Tag Archives: Larry Doyle

Lost Advertisements-Tris Speaker and Larry Doyle, Lewis 66

20 Jan

1913whiskey

A 1913 advertisement for Lewis 66 Rye Whiskey from The Strauss, Pritz Company, a Cincinnati-based distiller featuring Tris Speaker and Larry Doyle:

“Tris Speaker, Texan, center fielder of the Boston American World’s Champions, was honored with 59 out of a possible 64 points by the Chalmers Trophy Commission of newspaper men when named as the most valuable man to his team in the American League.  An all-round star, he is brilliant in the field, at bat, and on the bases.  He drove in enough runs to cinch Boston’s 1912 pennant claim.
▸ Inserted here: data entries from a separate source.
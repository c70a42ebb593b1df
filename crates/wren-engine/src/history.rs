//! Git-like commit log for budget changes.
//!
//! Every logical mutation becomes one commit fanning out to one change per
//! mutated entity, chained to a parent commit by content hash. The log is
//! append-only and independent of the network; replaying changes from a
//! commit's root reproduces the entity state at that point.

use std::collections::HashMap;
use std::sync::Arc;

use chrono::{DateTime, Utc};
use sha2::{Digest, Sha256};

use wren_core::*;
use wren_storage::{BudgetStore, RawChange};

use crate::config::HistoryConfig;
use crate::lock::SyncLock;

/// Input for one commit. `parent_hash` must reference an existing commit
/// when present; `None` roots a new chain.
#[derive(Debug, Clone)]
pub struct NewCommit {
    pub message: String,
    pub author: String,
    pub device_fingerprint: String,
    pub parent_hash: Option<String>,
    pub changes: Vec<NewChange>,
}

#[derive(Debug, Clone)]
pub struct NewChange {
    pub entity: EntityKind,
    pub entity_id: String,
    pub op: ChangeOp,
    pub description: String,
    pub old_value: Option<serde_json::Value>,
    pub new_value: Option<serde_json::Value>,
}

/// Entity state reconstructed by replaying changes up to a commit.
#[derive(Debug, Clone, Default, PartialEq)]
pub struct EntitySnapshot {
    /// kind → entity id → last written value.
    pub entities: HashMap<EntityKind, HashMap<String, serde_json::Value>>,
}

impl EntitySnapshot {
    pub fn get(&self, kind: EntityKind, id: &str) -> Option<&serde_json::Value> {
        self.entities.get(&kind).and_then(|m| m.get(id))
    }

    pub fn count(&self, kind: EntityKind) -> usize {
        self.entities.get(&kind).map(|m| m.len()).unwrap_or(0)
    }
}

pub struct HistoryLog {
    store: Arc<BudgetStore>,
    lock: Arc<SyncLock>,
    config: HistoryConfig,
}

impl HistoryLog {
    pub fn new(store: Arc<BudgetStore>, lock: Arc<SyncLock>, config: HistoryConfig) -> Self {
        Self {
            store,
            lock,
            config,
        }
    }

    /// Record one logical mutation: validates the change set, computes the
    /// content hash, and persists commit + changes in one storage
    /// transaction under the shared lock.
    pub async fn commit(&self, input: NewCommit) -> WrenResult<Commit> {
        if input.changes.is_empty() {
            return Err(WrenError::InvalidInput(
                "a commit must carry at least one change".into(),
            ));
        }
        for change in &input.changes {
            validate_change_shape(change)?;
        }
        if let Some(parent) = &input.parent_hash {
            if self.store.get_commit(parent)?.is_none() {
                return Err(WrenError::InvalidInput(format!(
                    "parent commit not found: {parent}"
                )));
            }
        }

        let timestamp = Utc::now();
        let hash = commit_hash(&input, timestamp);
        let commit = Commit {
            hash: hash.clone(),
            timestamp,
            message: input.message.clone(),
            author: input.author.clone(),
            parent_hash: input.parent_hash.clone(),
            device_fingerprint: input.device_fingerprint.clone(),
        };
        let rows: Vec<RawChange> = input
            .changes
            .iter()
            .map(|c| RawChange {
                commit_hash: hash.clone(),
                entity: c.entity.as_str().to_string(),
                entity_id: c.entity_id.clone(),
                op: c.op.as_str().to_string(),
                description: c.description.clone(),
                old_value: c.old_value.as_ref().map(|v| v.to_string()),
                new_value: c.new_value.as_ref().map(|v| v.to_string()),
            })
            .collect();

        let store = Arc::clone(&self.store);
        self.lock
            .execute("history-commit", async move {
                store.create_commit_with_changes(&commit, &rows)?;
                Ok(commit)
            })
            .await
            .map(|commit| {
                let short_hash = &commit.hash[..8.min(commit.hash.len())];
                tracing::info!(
                    hash = %short_hash,
                    author = %commit.author,
                    changes = input.changes.len(),
                    "commit created"
                );
                commit
            })
    }

    /// Convenience: chain a commit onto the newest commit in the log.
    pub async fn commit_chained(&self, mut input: NewCommit) -> WrenResult<Commit> {
        if input.parent_hash.is_none() {
            input.parent_hash = self.head()?.map(|c| c.hash);
        }
        self.commit(input).await
    }

    /// The newest commit, if any.
    pub fn head(&self) -> WrenResult<Option<Commit>> {
        Ok(self.store.list_commits(1)?.into_iter().next())
    }

    /// Commits ordered newest-first.
    pub fn history(&self, limit: usize) -> WrenResult<Vec<Commit>> {
        self.store.list_commits(limit)
    }

    /// Typed changes for a commit. Rows whose entity kind the current
    /// schema no longer knows are skipped with a warning.
    pub fn changes_for(&self, commit_hash: &str) -> WrenResult<Vec<Change>> {
        let rows = self.store.changes_for(commit_hash)?;
        Ok(rows.into_iter().filter_map(parse_change).collect())
    }

    /// Reconstruct entity state as of `hash` by replaying changes from the
    /// chain's root up to and including the target commit.
    ///
    /// Replay is deterministic: the same hash always yields the same
    /// snapshot. Changes referencing an unknown entity kind are skipped
    /// with a warning rather than failing the whole restore.
    pub fn restore_to(&self, hash: &str) -> WrenResult<EntitySnapshot> {
        let target = self
            .store
            .get_commit(hash)?
            .ok_or_else(|| WrenError::NotFound(format!("commit {hash}")))?;

        // Walk parent links back to the root, then replay oldest-first.
        let mut chain = vec![target];
        while let Some(parent_hash) = chain.last().and_then(|c| c.parent_hash.clone()) {
            let parent = self.store.get_commit(&parent_hash)?.ok_or_else(|| {
                WrenError::Storage(format!("dangling parent hash: {parent_hash}"))
            })?;
            chain.push(parent);
        }
        chain.reverse();

        let mut snapshot = EntitySnapshot::default();
        for commit in &chain {
            for row in self.store.changes_for(&commit.hash)? {
                apply_change(&mut snapshot, &row);
            }
        }
        Ok(snapshot)
    }

    /// Whether `fingerprint` is plausible for `author`: either already seen
    /// in the author's recent commits, or the author is still under the
    /// configured device limit.
    pub fn verify_device_consistency(
        &self,
        author: &str,
        fingerprint: &str,
    ) -> WrenResult<bool> {
        let recent = self
            .store
            .commits_by_author(author, self.config.device_check_depth)?;
        if recent.is_empty() {
            return Ok(true);
        }

        let mut known: Vec<&str> = Vec::new();
        for commit in &recent {
            if !commit.device_fingerprint.is_empty()
                && !known.contains(&commit.device_fingerprint.as_str())
            {
                known.push(&commit.device_fingerprint);
            }
        }

        Ok(known.contains(&fingerprint) || known.len() < self.config.max_devices_per_author)
    }
}

fn validate_change_shape(change: &NewChange) -> WrenResult<()> {
    match change.op {
        ChangeOp::Create => {
            if change.old_value.is_some() {
                return Err(WrenError::InvalidInput(
                    "create change must not carry an old value".into(),
                ));
            }
            if change.new_value.is_none() {
                return Err(WrenError::InvalidInput(
                    "create change requires a new value".into(),
                ));
            }
        }
        ChangeOp::Update => {
            if change.old_value.is_none() || change.new_value.is_none() {
                return Err(WrenError::InvalidInput(
                    "update change requires both old and new values".into(),
                ));
            }
        }
        ChangeOp::Delete => {
            if change.new_value.is_some() {
                return Err(WrenError::InvalidInput(
                    "delete change must not carry a new value".into(),
                ));
            }
            if change.old_value.is_none() {
                return Err(WrenError::InvalidInput(
                    "delete change requires an old value".into(),
                ));
            }
        }
    }
    Ok(())
}

/// Content hash covering the parent link, author, device, timestamp,
/// message, and the full change set. Including the parent makes chains
/// acyclic by construction.
fn commit_hash(input: &NewCommit, timestamp: DateTime<Utc>) -> String {
    let mut hasher = Sha256::new();
    hasher.update(b"wren.commit.v1\n");
    hasher.update(input.parent_hash.as_deref().unwrap_or("-").as_bytes());
    hasher.update(b"\n");
    hasher.update(input.author.as_bytes());
    hasher.update(b"\n");
    hasher.update(input.device_fingerprint.as_bytes());
    hasher.update(b"\n");
    hasher.update(timestamp.to_rfc3339().as_bytes());
    hasher.update(b"\n");
    hasher.update(input.message.as_bytes());
    hasher.update(b"\n");
    for change in &input.changes {
        hasher.update(change.entity.as_str().as_bytes());
        hasher.update(b":");
        hasher.update(change.entity_id.as_bytes());
        hasher.update(b":");
        hasher.update(change.op.as_str().as_bytes());
        hasher.update(b":");
        hasher.update(
            change
                .old_value
                .as_ref()
                .map(|v| v.to_string())
                .unwrap_or_default()
                .as_bytes(),
        );
        hasher.update(b":");
        hasher.update(
            change
                .new_value
                .as_ref()
                .map(|v| v.to_string())
                .unwrap_or_default()
                .as_bytes(),
        );
        hasher.update(b"\n");
    }
    let digest = hasher.finalize();
    digest.iter().map(|b| format!("{b:02x}")).collect()
}

fn parse_change(row: RawChange) -> Option<Change> {
    let entity: EntityKind = match row.entity.parse() {
        Ok(kind) => kind,
        Err(_) => {
            tracing::warn!(
                commit = %row.commit_hash,
                entity = %row.entity,
                "skipping change with unknown entity kind"
            );
            return None;
        }
    };
    let op: ChangeOp = match row.op.parse() {
        Ok(op) => op,
        Err(_) => {
            tracing::warn!(commit = %row.commit_hash, op = %row.op, "skipping change with unknown op");
            return None;
        }
    };
    Some(Change {
        commit_hash: row.commit_hash,
        entity,
        entity_id: row.entity_id,
        op,
        description: row.description,
        old_value: row.old_value.and_then(|s| serde_json::from_str(&s).ok()),
        new_value: row.new_value.and_then(|s| serde_json::from_str(&s).ok()),
    })
}

fn apply_change(snapshot: &mut EntitySnapshot, row: &RawChange) {
    let Ok(kind) = row.entity.parse::<EntityKind>() else {
        tracing::warn!(
            commit = %row.commit_hash,
            entity = %row.entity,
            "restore: skipping change for entity kind missing from current schema"
        );
        return;
    };
    let Ok(op) = row.op.parse::<ChangeOp>() else {
        tracing::warn!(commit = %row.commit_hash, op = %row.op, "restore: skipping unknown op");
        return;
    };

    let entities = snapshot.entities.entry(kind).or_default();
    match op {
        ChangeOp::Create | ChangeOp::Update => {
            let Some(value) = row
                .new_value
                .as_ref()
                .and_then(|s| serde_json::from_str(s).ok())
            else {
                tracing::warn!(commit = %row.commit_hash, "restore: change missing new value");
                return;
            };
            entities.insert(row.entity_id.clone(), value);
        }
        ChangeOp::Delete => {
            entities.remove(&row.entity_id);
        }
    }
}
//! Snapshot and conflict types exchanged between the local store, the sync
//! orchestrator, and the remote store.

use chrono::{DateTime, Utc};
use rust_decimal::Decimal;
use serde::{Deserialize, Serialize};

use super::{Bill, Envelope, Transaction};

/// A full materialized view of one side's budget state, used for diffing
/// during a sync cycle. Transient; never persisted as-is.
#[derive(Debug, Clone, Serialize, Deserialize)]
pub struct SyncSnapshot {
    /// Display name of the user/device that produced the snapshot.
    pub author: String,
    pub device_fingerprint: String,
    pub envelopes: Vec<Envelope>,
    pub transactions: Vec<Transaction>,
    pub bills: Vec<Bill>,
    pub unassigned_cash: Decimal,
    pub actual_balance: Decimal,
    pub last_modified: DateTime<Utc>,
    pub sync_version: u64,
}

impl SyncSnapshot {
    /// Total entity count across all tracked kinds.
    pub fn entity_count(&self) -> usize {
        self.envelopes.len() + self.transactions.len() + self.bills.len()
    }

    pub fn is_empty(&self) -> bool {
        self.entity_count() == 0
    }

    pub fn summary(&self) -> SyncSummary {
        SyncSummary {
            envelopes: self.envelopes.len(),
            transactions: self.transactions.len(),
            bills: self.bills.len(),
            last_modified: self.last_modified,
            sync_version: self.sync_version,
        }
    }
}

/// Compact description of a snapshot, shown to the user when resolving a
/// conflict.
#[derive(Debug, Clone, PartialEq, Eq, Serialize, Deserialize)]
pub struct SyncSummary {
    pub envelopes: usize,
    pub transactions: usize,
    pub bills: usize,
    pub last_modified: DateTime<Utc>,
    pub sync_version: u64,
}

/// What the orchestrator surfaces when local and remote both changed the
/// same entities since the last agreed sync point.
#[derive(Debug, Clone, Serialize, Deserialize)]
pub struct ConflictPrompt {
    /// The remote actor whose changes collide with ours.
    pub cloud_user: String,
    pub local_summary: SyncSummary,
    pub remote_summary: SyncSummary,
    /// Human-readable description of each colliding entity.
    pub conflicts: Vec<String>,
    pub detected_at: DateTime<Utc>,
}

/// The only two terminal resolutions. There is deliberately no automatic
/// merge: merging financial ledgers silently risks corrupting them.
#[derive(Debug, Clone, Copy, PartialEq, Eq, Serialize, Deserialize)]
#[serde(rename_all = "snake_case")]
pub enum ConflictChoice {
    /// Keep the local state and schedule it for re-push.
    KeepMine,
    /// Discard local pending changes for the affected scope, adopt remote.
    LoadTheirs,
}

#[cfg(test)]
mod tests {
    use super::*;
    use rust_decimal::Decimal;

    fn snapshot_with(envelopes: usize) -> SyncSnapshot {
        SyncSnapshot {
            author: "alex".into(),
            device_fingerprint: "dev-1".into(),
            envelopes: (0..envelopes)
                .map(|i| Envelope::new(&format!("env-{i}"), "general", Decimal::ZERO))
                .collect(),
            transactions: vec![],
            bills: vec![],
            unassigned_cash: Decimal::ZERO,
            actual_balance: Decimal::ZERO,
            last_modified: Utc::now(),
            sync_version: 3,
        }
    }

    #[test]
    fn entity_count_sums_all_kinds() {
        let mut snap = snapshot_with(2);
        snap.transactions.push(Transaction::new("coffee", Decimal::new(-450, 2)));
        assert_eq!(snap.entity_count(), 3);
        assert!(!snap.is_empty());
    }

    #[test]
    fn empty_snapshot_reports_empty() {
        assert!(snapshot_with(0).is_empty());
    }

    #[test]
    fn summary_carries_version() {
        let snap = snapshot_with(1);
        let summary = snap.summary();
        assert_eq!(summary.envelopes, 1);
        assert_eq!(summary.sync_version, 3);
    }

    #[test]
    fn conflict_choice_serde() {
        let json = serde_json::to_string(&ConflictChoice::KeepMine).unwrap();
        assert_eq!(json, "\"keep_mine\"");
        let back: ConflictChoice = serde_json::from_str("\"load_theirs\"").unwrap();
        assert_eq!(back, ConflictChoice::LoadTheirs);
    }
}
Captain Larry Doyle, New York Giant, was the Chalmers choice of the National League.  He won his prize car in a fierce competition with Hans Wagner.  The Pittsburgh veteran was just 5 points behind Doyle, who won with a total of 48.  Doyle is an Illinois product, from Caseyville, 26 years old–three years younger than Speaker.  He is the key to New York’s infield, covering second base.”

Larry Doyle

Larry Doyle

The cars–each a 1913 Chalmers 36– were presented before World Series games at each player’s home ballpark by company president Hugh Chalmers.  Former Cincinnati sportswriter turned advertising executive and chairman of the Chalmers Commission, Ren Mulford introduced the automobile executive at the Polo Grounds for Doyle’s presentation, and said:

Ren Mulford

Ren Mulford

“What (Sir Thomas) Lipton is to Yachting, and what (William Kissam) Vanderbilt is to automobile road racing, Hugh Chalmers is to baseball.  The Chalmers trophy is now a recognized baseball classic.”

The “recognized baseball classic” was discontinued after the 1914 season.

 

On the Road with the Giants, 1912

18 Jan

As the New York Giants were cruising to the National League Pennant in 1912—they won by 10 games and were never in second place after May 20—New York’s catcher John “Chief” Meyers provided fans with a look at life with the Giants.

Chief Meyers

Chief Meyers

The article was written for The Associated Press—most likely by Jim McBeth of The New York American, who acted most often as Meyers’ ghostwriter:

“After the last ball of the game is fielded and the crowd begins to pour out of the park and the players disappear into the clubhouse—what then?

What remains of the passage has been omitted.